Чувствует, что муж все еще украдкой продолжает изучать ее в темноте. То ли никак не может привыкнуть к ее новой прическе, то ли удивлен, как она до сих пор с ума не сошла на фоне всего происходящего.
Яркие всполохи жидкокристаллического экрана ножом разрезают темноту гостиной. Мельтешащие картинки отражаются на каждом свободном миллиметре кожи супругов Озерковых, и кажется, что это они так примеряют на себя новые образы, новые лица, новые жизни, внутри все еще оставаясь самими собой.
Если раньше Дарья во время таких вечеров боком прижималась к Денису и клала голову ему на плечо, то сейчас между ними не просто десяток сантиметров – в контексте их жизней это целая пропасть. Упадешь в нее – живым уже не выберешься.

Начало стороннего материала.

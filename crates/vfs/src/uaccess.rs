//! 用户空间缓冲区
//!
//! 字符设备的 `read`/`write` 不直接接收 `&mut [u8]`，而是接收可能指向用户空间的
//! [`UserSliceMut`] / [`UserSlice`]。内核内部调用（以及宿主机测试）使用
//! `kernel` 构造器包装普通切片；系统调用路径使用 `user` 构造器包装用户地址，
//! 复制前通过 [`VfsOps::access_ok`](crate::VfsOps::access_ok) 校验范围，
//! 失败返回 [`FsError::BadAddress`]。

use crate::ops::{UserAccessGuard, try_vfs_ops};
use crate::FsError;

enum Dst<'a> {
    Kernel(&'a mut [u8]),
    User { addr: usize, len: usize },
}

enum Src<'a> {
    Kernel(&'a [u8]),
    User { addr: usize, len: usize },
}

/// 可写的目标缓冲区（`read` 的输出）
pub struct UserSliceMut<'a> {
    inner: Dst<'a>,
}

/// 只读的源缓冲区（`write` 的输入）
pub struct UserSlice<'a> {
    inner: Src<'a>,
}

/// 校验用户地址范围，成功时返回进入访问模式的 guard
fn check_user_range(addr: usize, len: usize) -> Result<UserAccessGuard, FsError> {
    let ops = try_vfs_ops().ok_or(FsError::BadAddress)?;
    if addr == 0 || addr.checked_add(len).is_none() || !ops.access_ok(addr, len) {
        return Err(FsError::BadAddress);
    }
    Ok(UserAccessGuard::with_ops(ops))
}

impl<'a> UserSliceMut<'a> {
    /// 包装内核缓冲区
    pub fn kernel(buf: &'a mut [u8]) -> Self {
        Self {
            inner: Dst::Kernel(buf),
        }
    }

    /// 包装用户空间地址
    ///
    /// # Safety
    /// 若 `access_ok` 通过，`[addr, addr + len)` 必须是当前地址空间中可写的映射。
    pub unsafe fn user(addr: usize, len: usize) -> UserSliceMut<'static> {
        UserSliceMut {
            inner: Dst::User { addr, len },
        }
    }

    /// 缓冲区长度
    pub fn len(&self) -> usize {
        match &self.inner {
            Dst::Kernel(buf) => buf.len(),
            Dst::User { len, .. } => *len,
        }
    }

    /// 缓冲区是否为空
    pub fn is_empty(&self) -> bool {
        self.len() == 0
    }

    /// 将 `src` 复制到缓冲区开头，返回复制的字节数 `min(len, src.len())`
    pub fn copy_from(&mut self, src: &[u8]) -> Result<usize, FsError> {
        let n = src.len().min(self.len());
        if n == 0 {
            return Ok(0);
        }
        match &mut self.inner {
            Dst::Kernel(buf) => buf[..n].copy_from_slice(&src[..n]),
            Dst::User { addr, .. } => {
                let _guard = check_user_range(*addr, n)?;
                // SAFETY: 范围已由 access_ok 校验，调用者在构造时保证映射可写
                unsafe { core::ptr::copy_nonoverlapping(src.as_ptr(), *addr as *mut u8, n) };
            }
        }
        Ok(n)
    }
}

impl<'a> UserSlice<'a> {
    /// 包装内核缓冲区
    pub fn kernel(buf: &'a [u8]) -> Self {
        Self {
            inner: Src::Kernel(buf),
        }
    }

    /// 包装用户空间地址
    ///
    /// # Safety
    /// 若 `access_ok` 通过，`[addr, addr + len)` 必须是当前地址空间中可读的映射。
    pub unsafe fn user(addr: usize, len: usize) -> UserSlice<'static> {
        UserSlice {
            inner: Src::User { addr, len },
        }
    }

    /// 缓冲区长度
    pub fn len(&self) -> usize {
        match &self.inner {
            Src::Kernel(buf) => buf.len(),
            Src::User { len, .. } => *len,
        }
    }

    /// 缓冲区是否为空
    pub fn is_empty(&self) -> bool {
        self.len() == 0
    }

    /// 将缓冲区开头的 `min(len, dst.len())` 字节复制到 `dst`
    pub fn copy_to(&self, dst: &mut [u8]) -> Result<usize, FsError> {
        let n = dst.len().min(self.len());
        if n == 0 {
            return Ok(0);
        }
        match &self.inner {
            Src::Kernel(buf) => dst[..n].copy_from_slice(&buf[..n]),
            Src::User { addr, .. } => {
                let _guard = check_user_range(*addr, n)?;
                // SAFETY: 范围已由 access_ok 校验，调用者在构造时保证映射可读
                unsafe { core::ptr::copy_nonoverlapping(*addr as *const u8, dst.as_mut_ptr(), n) };
            }
        }
        Ok(n)
    }
}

Именно поэтому, когда Денис вдруг сжимает ее ладонь в своей, Дарья вздрагивает, но не от неожиданности – скорее от испуга. Ей резко становится холодно, и холод этот стремительно расползается по всему телу, заполняя внутренности по самые края, словно стаканы с алкогольными коктейлями.

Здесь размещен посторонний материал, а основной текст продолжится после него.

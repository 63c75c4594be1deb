//! FS 相关操作的 Mock 实现
//!
//! 注意：这里不直接依赖 `fs` crate（避免循环依赖）。
//! `fs` crate 在 `cfg(test)` 下为这些类型实现其 trait（例如 `FsOps`）。

use core::sync::atomic::{AtomicU64, AtomicUsize, Ordering};

/// Mock 的 FS 运行时操作
///
/// 页大小固定 4 KiB；页帧计数可在测试中修改。
pub struct MockFsOps {
    pub total_frames: AtomicUsize,
    pub free_frames: AtomicUsize,
    pub now_ms: AtomicU64,
}

impl MockFsOps {
    pub const fn new() -> Self {
        Self {
            // 128 MiB / 32 MiB
            total_frames: AtomicUsize::new(32768),
            free_frames: AtomicUsize::new(8192),
            now_ms: AtomicU64::new(0),
        }
    }

    pub fn page_size(&self) -> usize {
        4096
    }

    pub fn total_frames(&self) -> usize {
        self.total_frames.load(Ordering::Relaxed)
    }

    pub fn free_frames(&self) -> usize {
        self.free_frames.load(Ordering::Relaxed)
    }

    pub fn now_ms(&self) -> u64 {
        self.now_ms.load(Ordering::Relaxed)
    }
}

/// 全局 Mock 实例
pub static MOCK_FS_OPS: MockFsOps = MockFsOps::new();
//! 内存报告数据源

use alloc::sync::Arc;
use fs::{PROC_MOUNT_POINT, mounted_procfs};
use vfs::{FileSystem, FsError, Inode, lookup_path};

use crate::config::MEMINFO_PATH;

/// 内存报告数据源
///
/// 每次取快照时调用一次 [`open`](ReportSource::open)，从返回的 inode 偏移 0 处读取。
pub trait ReportSource: Send + Sync {
    /// 打开报告
    fn open(&self) -> Result<Arc<dyn Inode>, FsError>;
}

/// 已挂载 procfs 中的 `/proc/meminfo`
pub struct ProcMeminfo {
    path: &'static str,
}

impl ProcMeminfo {
    /// 使用默认路径
    pub const fn new() -> Self {
        Self { path: MEMINFO_PATH }
    }

    /// 使用 `/proc` 下的其它路径
    pub const fn with_path(path: &'static str) -> Self {
        Self { path }
    }
}

impl Default for ProcMeminfo {
    fn default() -> Self {
        Self::new()
    }
}

impl ReportSource for ProcMeminfo {
    fn open(&self) -> Result<Arc<dyn Inode>, FsError> {
        let rel = self
            .path
            .strip_prefix(PROC_MOUNT_POINT)
            .filter(|rel| rel.is_empty() || rel.starts_with('/'))
            .ok_or(FsError::NotFound)?;
        let procfs = mounted_procfs().ok_or(FsError::NotFound)?;
        lookup_path(&procfs.root_inode(), rel)
    }
}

Она хочет отдернуть руку, отодвинуться, убежать прочь… Только вот ни на что нет сил. Остается мечтать, что из воздуха внезапно появится нож, которым она сможет отрубить себе руку.
Дарья смотрит сначала на Дениса, потом на их переплетенные пальцы. Разглядывает с отвращением, как рассматривала бы клубок ядовитых змей. Ей хватает всего нескольких секунд, чтобы побороть животный страх и быстро взять себя в руки.
– Кто она, другая женщина? – неожиданно для самой себя спрашивает Дарья.
Звуки фильма переплелись в бессвязное бормотание и теперь идут фоном их собственной семейной драмы.
– Ты про Лизу?
– Ты же знаешь, что нет.
Некоторое время Денис молчит, невидящим взглядом уставившись в телевизор. Там как раз главные герои оказались лицом к лицу с главным злодеем. Жаль, что в жизни так же сделать не получается: один раз взглянуть на человека, увидеть его злобную ухмылку, бегающий взгляд и замашки властелина мира – и понять, кто перед тобой. Сейчас Дарья даже про себя не может сказать, на чьей она стороне, не говоря уже о других людях. Не говоря уже о существе у нее внутри.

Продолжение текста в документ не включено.